Gobi Partners Launches $94M Fund For Early-Stage Startups In China

China’s economic slowdown is causing concern all over the world, but that doesn’t mean tech innovation in the country will grind to a halt. Gobi Partners believes companies still have room to grow even as the economy drags. The venture capital firm, which is headquartered in Shanghai, just announced a new RMB 600 million (about $94 million) fund dedicated to providing fledgling startups in China with early-stage funding.

Called Gobi Yingzhi II, the fund’s investors include CreditEase Wealth Management, Fivestar Holdings, and Luolai Home Textile. The firm plans to make about 45 investments, including seed, pre-A, and Series A rounds, led by partners Don Jiang, Ken Xu, and Michael Zhu, with an average deal size of RMB 10 million ($1.6 million) each.

Gobi’s current portfolio includes popular photo app Camera360, online travel agency Tuniu, and Madhouse, one of China’s leading digital advertising agencies.

Xu says that Gobi Yingzhi II (named after the first Gobi Yingzhi fund, which was launched in 2012) will look at a wide range of sectors. On the enterprise side, it plans to target software, cloud computing, financial tech companies, and telematics companies. On the consumer side, the focus is on smart hardware, O2O services, and online travel booking.

Before this summer’s financial crisis, funding for Chinese startups hit a high, thanks in part to government initiatives and the enthusiasm of domestic investors. After the devaluation of the yuan and the stock market crash, however, many founders are worried that it will be harder to raise funds or secure debt financing from banks.
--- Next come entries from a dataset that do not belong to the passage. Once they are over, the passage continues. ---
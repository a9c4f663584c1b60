//! Run configuration shared by the binaries
//! Column names of the source tables, dimension candidates and output layout

use std::path::{Path, PathBuf};

pub const CASE_KEY: &str = "CASE_KEY";
pub const ORDERED_QUANTITY: &str = "ORDERED_QUANTITY";
pub const DELIVERED_QUANTITY: &str = "DELIVERED_QUANTITY";
pub const MIN_ORDER_TOLERANCE: &str = "MIN_ORDER_TOLERANCE";
pub const MAX_ORDER_TOLERANCE: &str = "MAX_ORDER_TOLERANCE";
pub const ORDER_VALUE: &str = "ORDER_VALUE";
pub const UNIT_PRICE: &str = "UNIT_PRICE";
pub const PROMISED_DATE: &str = "PROMISED_DATE";
pub const DELIVERED_DATE: &str = "DELIVERED_DATE";

/// Numeric columns of the case table, normalized on load
pub const NUMERIC_COLUMNS: [&str; 6] = [
    ORDERED_QUANTITY,
    DELIVERED_QUANTITY,
    MIN_ORDER_TOLERANCE,
    MAX_ORDER_TOLERANCE,
    ORDER_VALUE,
    UNIT_PRICE,
];

pub const ACTIVITY: &str = "ACTIVITY_EN";
pub const EVENT_TIME: &str = "EVENTTIME";

pub const DEFAULT_TOP_N: usize = 15;
pub const DEFAULT_MIN_CASES: usize = 200;
pub const DEFAULT_REL_ERR_THRESHOLD: f64 = 0.10;
pub const DEFAULT_LABEL_COUNT: usize = 8;

/// A grouping column together with its file slug and display label
#[derive(Debug, Clone, PartialEq)]
pub struct Dimension {
    pub column: String,
    pub slug: String,
    pub label: String,
}

impl Dimension {
    pub fn new(column: &str, slug: &str, label: &str) -> Self {
        Self {
            column: column.to_string(),
            slug: slug.to_string(),
            label: label.to_string(),
        }
    }

    /// Dimension for an arbitrary column: slug is the lowercased column name
    pub fn from_column(column: &str) -> Self {
        DIMENSION_CANDIDATES
            .iter()
            .find(|(c, _, _)| *c == column)
            .map(|(c, slug, label)| Dimension::new(c, slug, label))
            .unwrap_or_else(|| Dimension::new(column, &column.to_lowercase(), column))
    }
}

/// Known business dimensions: (column, slug, label)
pub const DIMENSION_CANDIDATES: [(&str, &str, &str); 7] = [
    ("DELIVERY_COMPANY", "supplier", "Delivery Company"),
    ("FACTORY", "factory", "Factory"),
    ("PRODUCT_TYPE", "product_type", "Product Type"),
    ("FACTORY_TYPE", "factory_type", "Factory Type"),
    ("WAREHOUSE_TYPE", "warehouse_type", "Warehouse Type"),
    ("CUST_MARKET", "cust_market", "Customer Market"),
    ("CUST_COUNTRY", "cust_country", "Customer Country"),
];

/// Configuration of one OTIF run
#[derive(Debug, Clone)]
pub struct AnalysisConfig {
    pub case_csv: PathBuf,
    pub output_dir: PathBuf,
    pub top_n: usize,
    pub min_cases: usize,
    pub rel_err_threshold: f64,
    pub label_count: usize,
    /// Explicit grouping columns; `None` means every known candidate present in the source
    pub dimensions: Option<Vec<String>>,
}

impl Default for AnalysisConfig {
    fn default() -> Self {
        Self {
            case_csv: PathBuf::from("data/case_table.csv"),
            output_dir: PathBuf::from("assets/woodcorp-otif-rootcause"),
            top_n: DEFAULT_TOP_N,
            min_cases: DEFAULT_MIN_CASES,
            rel_err_threshold: DEFAULT_REL_ERR_THRESHOLD,
            label_count: DEFAULT_LABEL_COUNT,
            dimensions: None,
        }
    }
}

impl AnalysisConfig {
    pub fn tables_dir(&self) -> PathBuf {
        self.output_dir.join("tables")
    }

    pub fn flags_dir(&self) -> PathBuf {
        self.output_dir.join("flags")
    }

    /// Resolve the dimensions to aggregate by, given the source header
    pub fn resolve_dimensions(&self, headers: &[String]) -> Vec<Dimension> {
        let present = |c: &str| headers.iter().any(|h| h == c);
        match &self.dimensions {
            Some(columns) => columns
                .iter()
                .filter(|c| present(c))
                .map(|c| Dimension::from_column(c))
                .collect(),
            None => DIMENSION_CANDIDATES
                .iter()
                .filter(|(c, _, _)| present(c))
                .map(|(c, slug, label)| Dimension::new(c, slug, label))
                .collect(),
        }
    }
}

/// Configuration of one sequence-check run
#[derive(Debug, Clone)]
pub struct SequenceConfig {
    pub event_csv: PathBuf,
    pub output_dir: PathBuf,
    pub top_n: usize,
}

impl Default for SequenceConfig {
    fn default() -> Self {
        Self {
            event_csv: PathBuf::from("data/activity_table.csv"),
            output_dir: PathBuf::from("data_checkup"),
            top_n: 10,
        }
    }
}

impl SequenceConfig {
    pub fn case_level_path(&self) -> PathBuf {
        self.output_dir.join("out_core_sequence_check_case_level.csv")
    }

    pub fn distribution_path(&self) -> PathBuf {
        self.output_dir.join("out_core_sequence_check_violation_distribution.csv")
    }

    pub fn kpi_path(&self) -> PathBuf {
        self.output_dir.join("kpi_first_violation_summary.txt")
    }
}

/// Absolute form of a path for operator-facing messages
pub fn resolved(path: &Path) -> PathBuf {
    std::fs::canonicalize(path).unwrap_or_else(|_| {
        std::env::current_dir()
            .map(|cwd| cwd.join(path))
            .unwrap_or_else(|_| path.to_path_buf())
    })
}

#[cfg(test)]
mod tests {
    use super::*;

    fn headers(cols: &[&str]) -> Vec<String> {
        cols.iter().map(|c| c.to_string()).collect()
    }

    #[test]
    fn test_candidates_filtered_by_header() {
        let config = AnalysisConfig::default();
        let dims = config.resolve_dimensions(&headers(&["CASE_KEY", "FACTORY", "CUST_COUNTRY"]));
        let slugs: Vec<&str> = dims.iter().map(|d| d.slug.as_str()).collect();
        assert_eq!(slugs, vec!["factory", "cust_country"]);
    }

    #[test]
    fn test_explicit_dimensions() {
        let config = AnalysisConfig {
            dimensions: Some(vec!["REGION".to_string(), "FACTORY".to_string(), "NOPE".to_string()]),
            ..AnalysisConfig::default()
        };
        let dims = config.resolve_dimensions(&headers(&["REGION", "FACTORY"]));
        assert_eq!(dims.len(), 2);
        assert_eq!(dims[0], Dimension::new("REGION", "region", "REGION"));
        assert_eq!(dims[1].label, "Factory");
    }
}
The slowing economy will force investors to become more cautious, says Xu, but that might be a good thing. When money was pouring into startups, valuations became inflated. Now instead of scrambling to join rounds, all investors need to step back and closely examine different verticals, which means that companies which might have been overlooked before might have a better chance of funding.

“In the first half of this year, the price of deals was really expensive and some investors were rushing into certain sectors because they didn’t want to lose the opportunity,” says Xu. “But people started to realize that you need to look at the fundamentals for each company.”

The slowing economy will force investors to become more cautious, says Xu, but that might be a good thing.

Instead of spending aggressively on user acquisition and experimenting with risky business models, Xu believes founders will begin to focus on improving the technology behind their products. Verticals where there is room for innovation include cloud computing and enterprise software.

“We believe enterprise customers here are quite different from enterprise users in other markets. It is a totally different experience in building infrastructure for different sized companies and different cultural backgrounds. We’ll see more companies looking at cloud computing and how to improve security and management,” he says.

Hardware will also get a boost as big electronics manufacturers improve their technologies to keep up with the demand for smart appliances. Examples of companies that keeping an eye on the IOT market include Haier Group, which launched its own fund last year to invest in smart home products and services.

On the consumer side, the e-commerce market may already be dominated by major players like Alibaba and JD.com, but Xu believes that there is still space for O2O companies and online travel agencies, especially as more Chinese consumers get Internet access and demand access to services, like ticket booking and meal delivery, through their mobile phones.

Targeting specific service verticals are areas where smaller, more nimble companies have an advantage over big tech companies, says Xu.

“With the service model, the quality of service is key and big companies aren’t necessarily able to control that. Small companies may know better what the key resources are on the service provider side and they also have their own algorithms to really provide better service in an economic way.”

Gobi Yingzhi II is Gobi’s third fund in renminbi. Investments from its first two RMB funds include Opzoon, a data center developer that was acquired by Harbin Gong Da High-Tech, a publicly traded company, in May, online travel agency iTrip (also called Aoliday), car diagnostic tool startup Autobot, and Teambition, an enterprise collaboration platform.

While renminbi funds are optimal for early financing that startups need immediate access to, Gobi plans to recommend the best performing startups for follow-on financing from its U.S. dollar funds as they seek larger rounds to fuel growth.